Dynamic thresholds represent the bounds of an expected data range for a particular datapoint. Unlike static datapoint thresholds which are assigned manually, dynamic thresholds are calculated by anomaly detection algorithms and continuously trained by a datapoint’s recent historical values.

When dynamic thresholds are enabled for a datapoint, alerts are dynamically generated when these thresholds are exceeded. In other words, alerts are generated when anomalous values are detected.

When dynamic thresholds are enabled, you’ll be automatically alerted to values that fall outside the algorithmically determined expected range (shaded in blue).

Dynamic thresholds detects the following types of data patterns:

  • Anomalies
  • Rates of change
  • Seasonality (daily/weekly) trends

Because dynamic thresholds (and their resulting alerts) are automatically and algorithmically determined based on the history of a datapoint, they are well suited for datapoints where static thresholds are hard to identify (such as when monitoring number of connections, latency, and so on) or where acceptable datapoint values aren’t necessarily uniform across an environment.

For example, consider an organization that has optimized its infrastructure so that some of its servers are intentionally highly utilized at 90% CPU. This runs afoul of LogicMonitor’s default static CPU thresholds which typically consider ~80% CPU (or greater) to be an alert condition. The organization could take the time to customize the static thresholds in place for its highly-utilized servers to avoid unwanted alert noise or, alternately, it could globally enable dynamic thresholds for the CPU metric. With dynamic thresholds enabled, alerting occurs only when anomalous values are detected, allowing differing consumption patterns to coexist across servers.

For situations like this one, in which it is more meaningful to determine if a returned metric is anomalous, dynamic thresholds have tremendous value. Not only will they trigger more accurate alerts, but in many cases issues are caught sooner. In addition, administrative effort is reduced considerably because dynamic thresholds require neither manual upfront configuration nor ongoing tuning.

Training Dynamic Thresholds

Dynamic thresholds require a minimum of 13 hours of training data (for DataSources with polling intervals of 15 minutes or less). As more data is collected, the algorithm is continuously refined, using up to 15 days of recent historical data to inform its expected data range calculations.

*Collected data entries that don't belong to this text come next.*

//! Main reservoir pipe pooling and the engine brake line.

use crate::brakes::ValveState;

use super::propagation::brake_pipe_linked;
use super::types::{RailCar, Train};

fn carries_second_pipe(car: &RailCar) -> bool {
    car.is_locomotive() || car.brake.capabilities().two_pipes
}

fn second_pipe_linked(front: &RailCar, rear: &RailCar) -> bool {
    carries_second_pipe(front) && carries_second_pipe(rear) && brake_pipe_linked(front, rear)
}

/// Contiguous run of cars joined by the main reservoir pipe around the lead.
pub fn main_reservoir_span(train: &Train) -> Option<(usize, usize)> {
    let lead = train.lead_locomotive?;
    let cars = &train.cars;
    if !cars.get(lead)?.is_locomotive() {
        return None;
    }
    let mut first = lead;
    while first > 0 && second_pipe_linked(&cars[first - 1], &cars[first]) {
        first -= 1;
    }
    let mut last = lead;
    while last + 1 < cars.len() && second_pipe_linked(&cars[last], &cars[last + 1]) {
        last += 1;
    }
    Some((first, last))
}

/// Whether the span's outer cocks face a parted hose or the end of the train.
fn span_vents(cars: &[RailCar], first: usize, last: usize) -> bool {
    let front = &cars[first].brake;
    let front_open = front.angle_cock_a_open && !front.front_hose_connected;
    let rear_open = cars[last].brake.angle_cock_b_open
        && cars
            .get(last + 1)
            .is_none_or(|next| !next.brake.front_hose_connected);
    front_open || rear_open
}

/// Equalize every main reservoir and second pipe in the lead's span to their
/// volume-weighted mean. Outside the span a locomotive's second pipe reads
/// its own reservoir and other cars read zero.
pub(crate) fn pool_main_reservoirs(train: &mut Train) {
    let span = main_reservoir_span(train);
    let cars = &mut train.cars;

    if let Some((first, last)) = span {
        let pooled = if span_vents(cars, first, last) {
            0.0
        } else {
            let (mut air, mut volume) = (0.0_f32, 0.0_f32);
            for car in &cars[first..=last] {
                let pipe_volume = car.brake.brake_pipe_volume_m3();
                air += car.brake.second_pipe_psi * pipe_volume;
                volume += pipe_volume;
                if let Some(loco) = &car.locomotive {
                    air += loco.main_res_psi * loco.main_res_volume_m3();
                    volume += loco.main_res_volume_m3();
                }
            }
            if volume > 0.0 {
                (air / volume).max(0.0)
            } else {
                0.0
            }
        };
        for car in &mut cars[first..=last] {
            car.brake.second_pipe_psi = pooled;
            if let Some(loco) = car.locomotive.as_mut() {
                if pooled > 0.0 {
                    loco.main_res_psi = pooled;
                }
            }
        }
    }

    for (index, car) in cars.iter_mut().enumerate() {
        if span.is_some_and(|(first, last)| (first..=last).contains(&index)) {
            continue;
        }
        car.brake.second_pipe_psi = car.locomotive.as_ref().map_or(0.0, |loco| loco.main_res_psi);
    }
}

/// Drive the engine brake line of every locomotive in the lead span toward
/// the commanded pressure. Returns the combined line state: Apply if any
/// line rose, else Release if any fell, else Lap.
pub(crate) fn drive_engine_brake_line(train: &mut Train, dt: f32) -> ValveState {
    let target = train.controller.engine_brake_line_psi.max(0.0);
    let span = train.lead_span();
    let Some((first, last)) = span else {
        for car in &mut train.cars {
            car.brake.engine_line_psi = 0.0;
        }
        return ValveState::Lap;
    };
    let Some(lead) = train.lead_locomotive else {
        return ValveState::Lap;
    };
    let sharing = (last - first + 1) as f32;

    let mut state = ValveState::Lap;
    let mut consumed = 0.0_f32;
    let supply = train.cars[lead]
        .locomotive
        .as_ref()
        .map_or(0.0, |loco| loco.main_res_psi);

    for (index, car) in train.cars.iter_mut().enumerate() {
        if index < first || index > last {
            car.brake.engine_line_psi = 0.0;
            continue;
        }
        let Some(loco) = car.locomotive.as_ref() else {
            continue;
        };
        let brake = &mut car.brake;
        let line = brake.engine_line_psi;
        if line < target && line < supply {
            let rate = loco.params.engine_brake_apply_rate_psi_s / sharing;
            let dp = (rate * dt).min(target - line).min(supply - line).max(0.0);
            if dp > 0.0 {
                brake.engine_line_psi += dp;
                consumed += dp * brake.cylinder_volume_m3();
                state = ValveState::Apply;
            }
        } else if line > target {
            let rate = loco.params.engine_brake_release_rate_psi_s / sharing;
            let dp = (rate * dt).min(line - target);
            if dp > 0.0 {
                brake.engine_line_psi -= dp;
                if state != ValveState::Apply {
                    state = ValveState::Release;
                }
            }
        }
    }

    if consumed > 0.0 {
        if let Some(loco) = train.cars[lead].locomotive.as_mut() {
            loco.main_res_psi = (loco.main_res_psi - consumed / loco.main_res_volume_m3()).max(0.0);
        }
    }
    state
}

Daily and weekly trends also factor into dynamic threshold calculations. For example, a load balancer with high traffic volumes Monday through Friday, but significantly decreased volumes on Saturdays and Sundays, will have expected data ranges that adjust accordingly between the workweek and weekends. Similarly, dynamic thresholds would also take into account high volumes of traffic in the morning as compared to the evening. A minimum of 2.5 days of training data is required to detect daily trends and a minimum of 9 days of data is required to detect weekly trends.

Enabling Dynamic Thresholds

As discussed in the previous section, dynamic thresholds require a minimum of 13 hours of data (for DataSources with polling intervals of 15 minutes or less) for operation. This means that this feature must be enabled for 13 hours (longer if polling intervals are less frequent than every 15 minutes) before becoming operational. During this startup time period, alerts will continue to be routed as normal based on static datapoint thresholds (assuming static thresholds are in place).

Similar to static datapoint thresholds, there are multiple levels at which dynamic thresholds can be enabled:

  • Global level. Dynamic thresholds enabled for a datapoint at the global DataSource level cascade down to every instance (across all resources) to which the DataSource is applied. This level is a good choice if (1) individual instances have different performance patterns (for example, servers that have different optimal CPU consumption rates may benefit from thresholds that dynamically adjust their specific consumption patterns) or (2) performance for the datapoint is important but there isn’t a reasonable static threshold that makes sense for all instances (for example, the number of connections or requests is expected to vary from instance to instance depending on load).
  • Instance level. Dynamic thresholds enabled for a datapoint at the instance level can be configured to apply to a single instance on a single resource, multiple instances on a single resource, or all instances on a single resource to which the DataSource is applied. This level is a good choice if you are looking to (1) reduce noise for one or more instances on a single resource that don’t follow the same patterns as other instances to which that same DataSource applies (for example, perhaps you have one outlier database that is always opening more MySQL tables) or (2) experiment with dynamic thresholds on a subset of infrastructure as a starting point.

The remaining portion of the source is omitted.